A new device called a water lens could help people in developing countries heat and disinfect polluted water, making it safe for drinking.

The device was developed by Deshawn Henry, a University of Buffalo sophomore civil engineering major, who researched how to improve a 6-foot-tall, self-sustaining magnifying glass.

The lens uses sunlight to disinfect water and can be built at very little cost. It consists of a plastic sheet covered with water supported by a wooden frame. The frame itself holds a small container of water below the lens in line with a focal point created from a concentrated ray of sunlight. It functions freely in the sunshine, apart from the need to move the container to keep up with the sun's movement during the day.

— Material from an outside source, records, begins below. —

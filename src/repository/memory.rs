//! In-memory collaborators
//!
//! Insertion-ordered category store, store directory and audit log backed by tokio locks.

use std::collections::HashMap;
use std::sync::atomic::{AtomicBool, Ordering};

use async_trait::async_trait;
use chrono::{DateTime, Utc};
use tokio::sync::{Mutex, RwLock};

use crate::domain::{AuditAction, AuditEntry, CategoryId, CategoryRecord, DomainError, DomainResult, StoreId};

use super::traits::{AuditSink, Repository, StoreDirectory};

#[derive(Default)]
pub struct MemoryCategoryRepository {
    records: RwLock<Vec<CategoryRecord>>,
    fail_writes: AtomicBool,
}

impl MemoryCategoryRepository {
    pub fn new() -> Self {
        Self::default()
    }

    pub fn with_records(records: Vec<CategoryRecord>) -> Self {
        Self {
            records: RwLock::new(records),
            fail_writes: AtomicBool::new(false),
        }
    }

    /// Make every subsequent write fail with a repository error
    pub fn set_fail_writes(&self, fail: bool) {
        self.fail_writes.store(fail, Ordering::SeqCst);
    }

    fn check_writable(&self) -> DomainResult<()> {
        if self.fail_writes.load(Ordering::SeqCst) {
            return Err(DomainError::Repository("write rejected by backing store".to_string()));
        }
        Ok(())
    }
}

#[async_trait]
impl Repository<CategoryRecord> for MemoryCategoryRepository {
    async fn create(&self, entity: &CategoryRecord) -> DomainResult<CategoryRecord> {
        self.check_writable()?;
        let mut records = self.records.write().await;
        if records.iter().any(|r| r.id == entity.id) {
            return Err(DomainError::Conflict(format!("Category {} already exists", entity.id)));
        }
        records.push(entity.clone());
        Ok(entity.clone())
    }

    async fn find_by_id(&self, id: CategoryId) -> DomainResult<Option<CategoryRecord>> {
        let records = self.records.read().await;
        Ok(records.iter().find(|r| r.id == id).cloned())
    }

    async fn list(&self) -> DomainResult<Vec<CategoryRecord>> {
        Ok(self.records.read().await.clone())
    }

    async fn update(&self, entity: &CategoryRecord) -> DomainResult<CategoryRecord> {
        self.check_writable()?;
        let mut records = self.records.write().await;
        let stored = records
            .iter_mut()
            .find(|r| r.id == entity.id)
            .ok_or(DomainError::NotFound(entity.id))?;

        if stored.audit.version != entity.audit.version {
            return Err(DomainError::ConcurrentModification {
                id: entity.id,
                expected: entity.audit.version,
                actual: stored.audit.version,
            });
        }

        let mut saved = entity.clone();
        saved.audit.version += 1;
        *stored = saved.clone();
        Ok(saved)
    }

    async fn delete(&self, id: CategoryId) -> DomainResult<()> {
        self.check_writable()?;
        let mut records = self.records.write().await;
        let pos = records
            .iter()
            .position(|r| r.id == id)
            .ok_or(DomainError::NotFound(id))?;
        records.remove(pos);
        Ok(())
    }
}

/// Store directory keyed by id with display names
#[derive(Default)]
pub struct MemoryStoreDirectory {
    stores: RwLock<HashMap<StoreId, String>>,
}

impl MemoryStoreDirectory {
    pub fn new() -> Self {
        Self::default()
    }

    pub fn with_stores<I, N>(stores: I) -> Self
    where
        I: IntoIterator<Item = (StoreId, N)>,
        N: Into<String>,
    {
        Self {
            stores: RwLock::new(stores.into_iter().map(|(id, name)| (id, name.into())).collect()),
        }
    }

    pub async fn insert(&self, id: StoreId, name: impl Into<String>) {
        self.stores.write().await.insert(id, name.into());
    }
}

#[async_trait]
impl StoreDirectory for MemoryStoreDirectory {
    async fn exists(&self, store_id: &StoreId) -> DomainResult<bool> {
        Ok(self.stores.read().await.contains_key(store_id))
    }

    async fn display_name(&self, store_id: &StoreId) -> DomainResult<Option<String>> {
        Ok(self.stores.read().await.get(store_id).cloned())
    }
}

/// Audit sink that keeps every entry in memory
#[derive(Default)]
pub struct MemoryAuditLog {
    entries: Mutex<Vec<(CategoryId, AuditEntry)>>,
}

impl MemoryAuditLog {
    pub fn new() -> Self {
        Self::default()
    }

    pub async fn entries(&self) -> Vec<(CategoryId, AuditEntry)> {
        self.entries.lock().await.clone()
    }

    pub async fn entries_for(&self, id: CategoryId) -> Vec<AuditEntry> {
        self.entries
            .lock()
            .await
            .iter()
            .filter(|(category_id, _)| *category_id == id)
            .map(|(_, entry)| entry.clone())
            .collect()
    }
}

#[async_trait]
impl AuditSink for MemoryAuditLog {
    async fn record(
        &self,
        category_id: CategoryId,
        actor: &str,
        action: &AuditAction,
        timestamp: DateTime<Utc>,
    ) -> DomainResult<()> {
        self.entries.lock().await.push((
            category_id,
            AuditEntry {
                actor: actor.to_string(),
                timestamp,
                action: action.clone(),
            },
        ));
        Ok(())
    }
}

During his research, Henry altered the thickness of the plastic sheet and the volume of water over the sheet to maximize the efficiency of the lens.

According to the university, the device can heat a liter of water to between 130 and 150 degrees Fahrenheit in just over an hour, destroying 99.9 percent of bacteria and pathogens.

The next step in Henry's research is to build a larger water lens that remains efficient, so that it could be used by a family of five.

Henry performed the study under James Jensen, professor in the Department of Civil, Structural and Environmental Engineering, as part of the UB Louis Stokes Alliance for Minority Participation program, which connects underrepresented students with research opportunities in STEM fields.